Le Cloud, mais aussi les innovations constantes ourdies par Pega en termes d’IA, laissent le groupe entrer dans une nouvelle aire, tout en renouvelant efficacement son image de marque. Deux facteurs qui contribuent aussi à faire connaître la marque auprès du grand public et qui lui ouvrent des  opportunités de nouveaux partenariats. Récemment, Google itself faisait ainsi confiance aux services de Pega pour l’une de ses divisions. Un nom prestigieux qui s’ajoute à une liste de plus en plus copieuse, tout particulièrement aux Etats-Unis… mais pas uniquement.

Reste une question que nous nous sommes modestement posé : qui propulse le prometteur cloud de Pegasystems ? La réponse tient en trois lettres, AWS. Pour l’heure, c’est en effet Amazon Web Services qui héberge l’offre Cloud de Pega, et la chose semble bien partie pour durer.

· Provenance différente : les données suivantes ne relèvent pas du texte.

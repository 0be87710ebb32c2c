use std::env;

use anyhow::{Context, Result};

use crate::db::DEFAULT_MAX_POOL_SIZE;

#[derive(Clone, Debug)]
pub struct EngineConfig {
    pub database_url: String,
    pub database_max_pool_size: u32,
}

impl EngineConfig {
    pub fn from_env() -> Result<Self> {
        let database_url = env::var("DATABASE_URL").context("DATABASE_URL must be set")?;
        let database_max_pool_size = env::var("DATABASE_MAX_POOL_SIZE")
            .ok()
            .and_then(|value| value.parse().ok())
            .unwrap_or(DEFAULT_MAX_POOL_SIZE);

        Ok(Self {
            database_url,
            database_max_pool_size,
        })
    }
}
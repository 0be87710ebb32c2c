mod common;

use common::project_with_manager;
use crewline::audit::{ACTION_MEMBER_ADDED, ACTION_MEMBER_REMOVED};
use crewline::models::Role;
use crewline::notify::{KIND_MEMBER_ADDED, KIND_MEMBER_REMOVED, KIND_MEMBER_ROLE_CHANGED};
use crewline::store::ProjectStore;
use serde_json::json;
use uuid::Uuid;

#[tokio::test]
async fn manager_adds_member_with_audit_and_notification() {
    let project = project_with_manager().await;
    let newcomer = project.user("newcomer").await;

    let outcome = project
        .engine
        .add_member(
            project.project_id,
            project.manager_id,
            newcomer,
            Role::TeamMember,
        )
        .await
        .unwrap();
    assert!(outcome.success, "{}", outcome.message);

    let membership = project
        .store
        .find_membership(project.project_id, newcomer)
        .await
        .unwrap()
        .expect("membership row");
    assert_eq!(membership.stored_role(), Some(Role::TeamMember));
    assert_eq!(membership.invited_by, Some(project.manager_id));

    let audit = project.store.audit_entries(project.project_id).await;
    assert_eq!(audit.len(), 1);
    assert_eq!(audit[0].action, ACTION_MEMBER_ADDED);
    assert_eq!(audit[0].actor_id, project.manager_id);
    assert_eq!(
        audit[0].old_value,
        json!({ "type": "member_role", "value": null })
    );
    assert_eq!(
        audit[0].new_value,
        json!({ "type": "member_role", "value": "team_member" })
    );

    let notifications = project.store.notifications().await;
    assert_eq!(notifications.len(), 1);
    assert_eq!(notifications[0].user_id, newcomer);
    assert_eq!(notifications[0].kind, KIND_MEMBER_ADDED);
    assert!(!notifications[0].read);
}

#[tokio::test]
async fn duplicate_membership_is_a_distinct_failure() {
    let project = project_with_manager().await;
    let newcomer = project.user("newcomer").await;

    let first = project
        .engine
        .add_member(
            project.project_id,
            project.manager_id,
            newcomer,
            Role::TeamMember,
        )
        .await
        .unwrap();
    assert!(first.success);

    let second = project
        .engine
        .add_member(
            project.project_id,
            project.manager_id,
            newcomer,
            Role::TeamMember,
        )
        .await
        .unwrap();
    assert!(!second.success);
    assert!(second.message.contains("already a member"));

    // Rejected attempt left no audit trail behind.
    assert_eq!(project.store.audit_entries(project.project_id).await.len(), 1);
}

#[tokio::test]
async fn missing_target_user_is_not_found() {
    let project = project_with_manager().await;

    let outcome = project
        .engine
        .add_member(
            project.project_id,
            project.manager_id,
            Uuid::new_v4(),
            Role::TeamMember,
        )
        .await
        .unwrap();
    assert!(!outcome.success);
    assert!(outcome.message.contains("user not found"));
}

#[tokio::test]
async fn unknown_actor_is_unauthenticated() {
    let project = project_with_manager().await;
    let newcomer = project.user("newcomer").await;

    let outcome = project
        .engine
        .add_member(project.project_id, Uuid::new_v4(), newcomer, Role::TeamMember)
        .await
        .unwrap();
    assert!(!outcome.success);
    assert!(outcome.message.contains("no resolvable acting user"));
}

#[tokio::test]
async fn coordinator_invites_are_limited_to_team_members() {
    let project = project_with_manager().await;
    let coordinator = project.member("coordinator", Role::ProjectCoordinator).await;

    for blocked in [Role::ProjectManager, Role::ProjectCoordinator] {
        let target = project.user(&format!("target-{blocked}")).await;
        let outcome = project
            .engine
            .add_member(project.project_id, coordinator, target, blocked)
            .await
            .unwrap();
        assert!(!outcome.success);
        assert!(outcome.message.contains("only invite Team Members"));
    }

    let target = project.user("target-tm").await;
    let outcome = project
        .engine
        .add_member(project.project_id, coordinator, target, Role::TeamMember)
        .await
        .unwrap();
    assert!(outcome.success, "{}", outcome.message);
}

#[tokio::test]
async fn team_member_cannot_invite() {
    let project = project_with_manager().await;
    let member = project.member("worker", Role::TeamMember).await;
    let target = project.user("target").await;

    let outcome = project
        .engine
        .add_member(project.project_id, member, target, Role::TeamMember)
        .await
        .unwrap();
    assert!(!outcome.success);
    assert!(outcome.message.contains("invite_members"));
}

#[tokio::test]
async fn project_creator_without_row_acts_as_manager() {
    let project = project_with_manager().await;
    let store = &project.store;

    let creator = store.seed_user("founder").await;
    let side_project = store.seed_project("Skunkworks", creator).await;
    let target = project.user("hire").await;

    let outcome = project
        .engine
        .add_member(side_project, creator, target, Role::ProjectCoordinator)
        .await
        .unwrap();
    assert!(outcome.success, "{}", outcome.message);
}

#[tokio::test]
async fn role_change_requires_the_change_roles_capability() {
    let project = project_with_manager().await;
    let coordinator = project.member("coordinator", Role::ProjectCoordinator).await;
    let member = project.member("worker", Role::TeamMember).await;

    let outcome = project
        .engine
        .change_member_role(project.project_id, coordinator, member, Role::ProjectCoordinator)
        .await
        .unwrap();
    assert!(!outcome.success);
    assert!(outcome.message.contains("change_roles"));
}

#[tokio::test]
async fn manager_promotes_member_and_target_is_notified() {
    let project = project_with_manager().await;
    let member = project.member("worker", Role::TeamMember).await;

    let outcome = project
        .engine
        .change_member_role(
            project.project_id,
            project.manager_id,
            member,
            Role::ProjectCoordinator,
        )
        .await
        .unwrap();
    assert!(outcome.success, "{}", outcome.message);

    let membership = project
        .store
        .find_membership(project.project_id, member)
        .await
        .unwrap()
        .unwrap();
    assert_eq!(membership.stored_role(), Some(Role::ProjectCoordinator));

    let notifications = project.store.notifications().await;
    assert!(notifications
        .iter()
        .any(|n| n.user_id == member && n.kind == KIND_MEMBER_ROLE_CHANGED));
}

#[tokio::test]
async fn demoting_the_sole_manager_fails_even_for_the_manager() {
    let project = project_with_manager().await;

    let outcome = project
        .engine
        .change_member_role(
            project.project_id,
            project.manager_id,
            project.manager_id,
            Role::TeamMember,
        )
        .await
        .unwrap();
    assert!(!outcome.success);
    assert!(outcome.message.contains("at least one Project Manager"));

    // Nothing was written.
    let membership = project
        .store
        .find_membership(project.project_id, project.manager_id)
        .await
        .unwrap()
        .unwrap();
    assert_eq!(membership.stored_role(), Some(Role::ProjectManager));
    assert!(project.store.audit_entries(project.project_id).await.is_empty());
}

#[tokio::test]
async fn demotion_succeeds_when_a_second_manager_exists() {
    let project = project_with_manager().await;
    let second = project.member("deputy", Role::ProjectManager).await;

    let outcome = project
        .engine
        .change_member_role(project.project_id, project.manager_id, second, Role::TeamMember)
        .await
        .unwrap();
    assert!(outcome.success, "{}", outcome.message);
    assert_eq!(
        project
            .store
            .count_role(project.project_id, Role::ProjectManager)
            .await
            .unwrap(),
        1
    );
}

#[tokio::test]
async fn concurrent_demotions_never_drop_the_last_manager() {
    let project = project_with_manager().await;
    let second = project.member("deputy", Role::ProjectManager).await;

    let (left, right) = tokio::join!(
        project.engine.change_member_role(
            project.project_id,
            project.manager_id,
            second,
            Role::TeamMember,
        ),
        project.engine.change_member_role(
            project.project_id,
            second,
            project.manager_id,
            Role::TeamMember,
        ),
    );

    let left = left.unwrap();
    let right = right.unwrap();
    assert!(
        !(left.success && right.success),
        "both demotions succeeded: {} / {}",
        left.message,
        right.message
    );
    let remaining = project
        .store
        .count_role(project.project_id, Role::ProjectManager)
        .await
        .unwrap();
    assert!(remaining >= 1, "project ended with {remaining} managers");
}

#[tokio::test]
async fn members_may_remove_themselves() {
    let project = project_with_manager().await;
    let member = project.member("worker", Role::TeamMember).await;

    let outcome = project
        .engine
        .remove_member(project.project_id, member, member)
        .await
        .unwrap();
    assert!(outcome.success, "{}", outcome.message);
    assert!(project
        .store
        .find_membership(project.project_id, member)
        .await
        .unwrap()
        .is_none());

    let audit = project.store.audit_entries(project.project_id).await;
    assert_eq!(audit.len(), 1);
    assert_eq!(audit[0].action, ACTION_MEMBER_REMOVED);

    let notifications = project.store.notifications().await;
    assert!(notifications
        .iter()
        .any(|n| n.user_id == member && n.kind == KIND_MEMBER_REMOVED));
}

#[tokio::test]
async fn coordinator_removes_only_team_members() {
    let project = project_with_manager().await;
    let coordinator = project.member("coordinator", Role::ProjectCoordinator).await;
    let other_pc = project.member("other-pc", Role::ProjectCoordinator).await;
    let worker = project.member("worker", Role::TeamMember).await;

    let blocked = project
        .engine
        .remove_member(project.project_id, coordinator, other_pc)
        .await
        .unwrap();
    assert!(!blocked.success);
    assert!(blocked.message.contains("only remove Team Members"));

    let blocked = project
        .engine
        .remove_member(project.project_id, coordinator, project.manager_id)
        .await
        .unwrap();
    assert!(!blocked.success);

    let allowed = project
        .engine
        .remove_member(project.project_id, coordinator, worker)
        .await
        .unwrap();
    assert!(allowed.success, "{}", allowed.message);
}

#[tokio::test]
async fn removing_the_last_manager_fails() {
    let project = project_with_manager().await;

    let outcome = project
        .engine
        .remove_member(project.project_id, project.manager_id, project.manager_id)
        .await
        .unwrap();
    assert!(!outcome.success);
    assert!(outcome.message.contains("at least one Project Manager"));

    let outcome = project
        .engine
        .remove_member(project.project_id, project.manager_id, Uuid::new_v4())
        .await
        .unwrap();
    assert!(!outcome.success);
    assert!(outcome.message.contains("not found"));
}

Siècle Digital a eu la chance de pouvoir questionner Alan Trefler en personne sur les projets de Pegasystems en termes d’hébergement. 

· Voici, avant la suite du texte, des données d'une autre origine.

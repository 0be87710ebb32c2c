//! Project role authorization and task workflow engine.
//!
//! The engine decides, for every project-scoped mutation — task status
//! change, membership add/remove, role change, PM delegation — whether the
//! acting user may perform it, applies the change through a narrow
//! persistence interface, and fires audit and notification side effects
//! best-effort. It owns no UI and no wire protocol; callers hand it actor
//! and target identifiers and get structured outcomes back.

pub mod audit;
pub mod config;
pub mod db;
pub mod engine;
pub mod error;
pub mod members;
pub mod models;
pub mod notify;
pub mod permissions;
pub mod roles;
pub mod schema;
pub mod store;
pub mod workflow;

pub use engine::{Engine, MutationOutcome, TaskOutcome};
pub use error::{EngineError, EngineResult};
pub use models::{Role, TaskStatus};
pub use permissions::{has_permission, is_pm_or_pc, Capability};
pub use roles::resolve_effective_role;
pub use workflow::{checkbox_action, validate_transition, TransitionCheck};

Alan Trefler, CEO et fondateur de Pegasystems, devant la grille des (nombreux) clients de sa firme – ©Nathan Le Gohlisse pour Siècle Digital

Pour être plus précis, notre question portait sur la possibilité d’un Cloud entièrement détenu et hébergé par Pegasystems, notamment pour éviter les défaillances occasionnelles des géants du serveur (comme celle de Google en début de mois, qui entraînait une panne importante pour YouTube et Gmail, mais aussi Discord ou encore Snapchat). Une perspective à laquelle Alan Trefler ne songe même pas, même si les services d’AWS pourraient à l’avenir être complétés par ceux d’autres acteurs du milieu, comme Google, Microsoft Azure ou encore IBM.

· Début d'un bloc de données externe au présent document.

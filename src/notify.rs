use uuid::Uuid;

use crate::audit::{ENTITY_MEMBER, ENTITY_TASK};
use crate::engine::Engine;
use crate::error::EngineResult;
use crate::models::{NewNotification, Role, Task, TaskStatus};
use crate::permissions::is_pm_or_pc;

pub const KIND_TASK_PENDING_REVIEW: &str = "task_pending_review";
pub const KIND_TASK_APPROVED: &str = "task_approved";
pub const KIND_TASK_SENT_BACK: &str = "task_sent_back";
pub const KIND_MEMBER_ADDED: &str = "member_added";
pub const KIND_MEMBER_REMOVED: &str = "member_removed";
pub const KIND_MEMBER_ROLE_CHANGED: &str = "member_role_changed";
pub const KIND_PM_DELEGATED: &str = "pm_delegated";
pub const KIND_PM_DELEGATION_REVOKED: &str = "pm_delegation_revoked";

fn event(
    user_id: Uuid,
    project_id: Uuid,
    kind: &str,
    title: impl Into<String>,
    message: impl Into<String>,
    entity_type: &str,
    entity_id: Uuid,
) -> NewNotification {
    NewNotification {
        id: Uuid::new_v4(),
        user_id,
        project_id: Some(project_id),
        kind: kind.to_string(),
        title: title.into(),
        message: message.into(),
        entity_type: Some(entity_type.to_string()),
        entity_id: Some(entity_id),
    }
}

impl Engine {
    /// Fans out notifications for a committed task transition. Best-effort
    /// throughout: a failure to assemble or deliver the batch is logged and
    /// otherwise dropped, and never reaches the caller of the mutation.
    pub(crate) async fn notify_task_transition(
        &self,
        task: &Task,
        from: TaskStatus,
        to: TaskStatus,
    ) {
        match self.task_transition_batch(task, from, to).await {
            Ok(batch) => self.deliver(batch).await,
            Err(err) => {
                tracing::warn!(task_id = %task.id, "skipping task notification fan-out: {err}");
            }
        }
    }

    async fn task_transition_batch(
        &self,
        task: &Task,
        from: TaskStatus,
        to: TaskStatus,
    ) -> EngineResult<Vec<NewNotification>> {
        let batch = match (from, to) {
            // A review request goes to everyone who could approve it.
            (_, TaskStatus::PendingReview) => {
                let members = self.store.list_memberships(task.project_id).await?;
                members
                    .iter()
                    .filter(|member| member.stored_role().is_some_and(is_pm_or_pc))
                    .map(|member| {
                        event(
                            member.user_id,
                            task.project_id,
                            KIND_TASK_PENDING_REVIEW,
                            "Task awaiting review",
                            format!("\"{}\" was submitted for review", task.title),
                            ENTITY_TASK,
                            task.id,
                        )
                    })
                    .collect()
            }
            (TaskStatus::PendingReview, TaskStatus::Done) => assignee_events(
                task,
                KIND_TASK_APPROVED,
                "Task approved",
                format!("\"{}\" was approved and marked done", task.title),
            ),
            (TaskStatus::PendingReview, TaskStatus::InProgress) => assignee_events(
                task,
                KIND_TASK_SENT_BACK,
                "Task sent back",
                format!("\"{}\" was sent back for more work", task.title),
            ),
            _ => Vec::new(),
        };

        Ok(batch)
    }

    pub(crate) async fn notify_member_added(&self, project_id: Uuid, user_id: Uuid, role: Role) {
        let project = self.project_name(project_id).await;
        self.deliver(vec![event(
            user_id,
            project_id,
            KIND_MEMBER_ADDED,
            "Added to project",
            format!("you joined {project} as {}", role.label()),
            ENTITY_MEMBER,
            user_id,
        )])
        .await;
    }

    pub(crate) async fn notify_member_removed(&self, project_id: Uuid, user_id: Uuid) {
        let project = self.project_name(project_id).await;
        self.deliver(vec![event(
            user_id,
            project_id,
            KIND_MEMBER_REMOVED,
            "Removed from project",
            format!("you are no longer a member of {project}"),
            ENTITY_MEMBER,
            user_id,
        )])
        .await;
    }

    pub(crate) async fn notify_role_changed(&self, project_id: Uuid, user_id: Uuid, role: Role) {
        let project = self.project_name(project_id).await;
        self.deliver(vec![event(
            user_id,
            project_id,
            KIND_MEMBER_ROLE_CHANGED,
            "Project role changed",
            format!("your role in {project} is now {}", role.label()),
            ENTITY_MEMBER,
            user_id,
        )])
        .await;
    }

    pub(crate) async fn notify_delegation(
        &self,
        project_id: Uuid,
        user_id: Uuid,
        granted: bool,
    ) {
        let project = self.project_name(project_id).await;
        let (kind, title, message) = if granted {
            (
                KIND_PM_DELEGATED,
                "PM rights delegated",
                format!("you temporarily hold Project Manager rights in {project}"),
            )
        } else {
            (
                KIND_PM_DELEGATION_REVOKED,
                "PM delegation revoked",
                format!("your delegated Project Manager rights in {project} were revoked"),
            )
        };
        self.deliver(vec![event(
            user_id, project_id, kind, title, message, ENTITY_MEMBER, user_id,
        )])
        .await;
    }

    async fn project_name(&self, project_id: Uuid) -> String {
        match self.store.find_project(project_id).await {
            Ok(Some(project)) => project.name,
            _ => "the project".to_string(),
        }
    }

    async fn deliver(&self, batch: Vec<NewNotification>) {
        if batch.is_empty() {
            return;
        }
        let count = batch.len();
        if let Err(err) = self.notifier.deliver(batch).await {
            tracing::warn!(count, "notification delivery failed: {err}");
        }
    }
}

fn assignee_events(
    task: &Task,
    kind: &str,
    title: &str,
    message: String,
) -> Vec<NewNotification> {
    match task.assignee_id {
        Some(assignee) => vec![event(
            assignee,
            task.project_id,
            kind,
            title,
            message,
            ENTITY_TASK,
            task.id,
        )],
        None => Vec::new(),
    }
}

« Je dirais que la réponse est non, parce que dans notre cas, monter des serveurs et installer des machines [dans le contexte actuel] ne semble pas censé. Au bout d’un certain temps, nous pourrions offrir d’autres Cloud hébergés que ceux que nous proposons déjà avec Amazon, mais nous aidons déjà nos clients à mettre en place leurs propres clouds – et beaucoup de nos clients le font », nous a-t-il confié d’une voix grave et feutrée.

« Je pense que nous tourner vers des fournisseurs publics de cloud pour nos services, nous permet d’offrir à nos clients une plus grande souplesse. Amazon a par exemple installé des serveurs en Allemagne. Je discutais récemment avec des clients allemands qui m’expliquaient être très contents de pourvoir compter sur des serveurs près de chez eux. Donc oui, je pense que ça a beaucoup de sens pour nous d’utiliser des clouds publics », a-t-il conclu.

Encore une fois, cette stratégie va dans le sens la souplesse privilégiée coûte que coûte par Pegasystems pour ses clients. C’est très probablement cette optique qui a contribué aux récents succès de l’entreprise et qui amorcera, espérons-le, ceux à venir.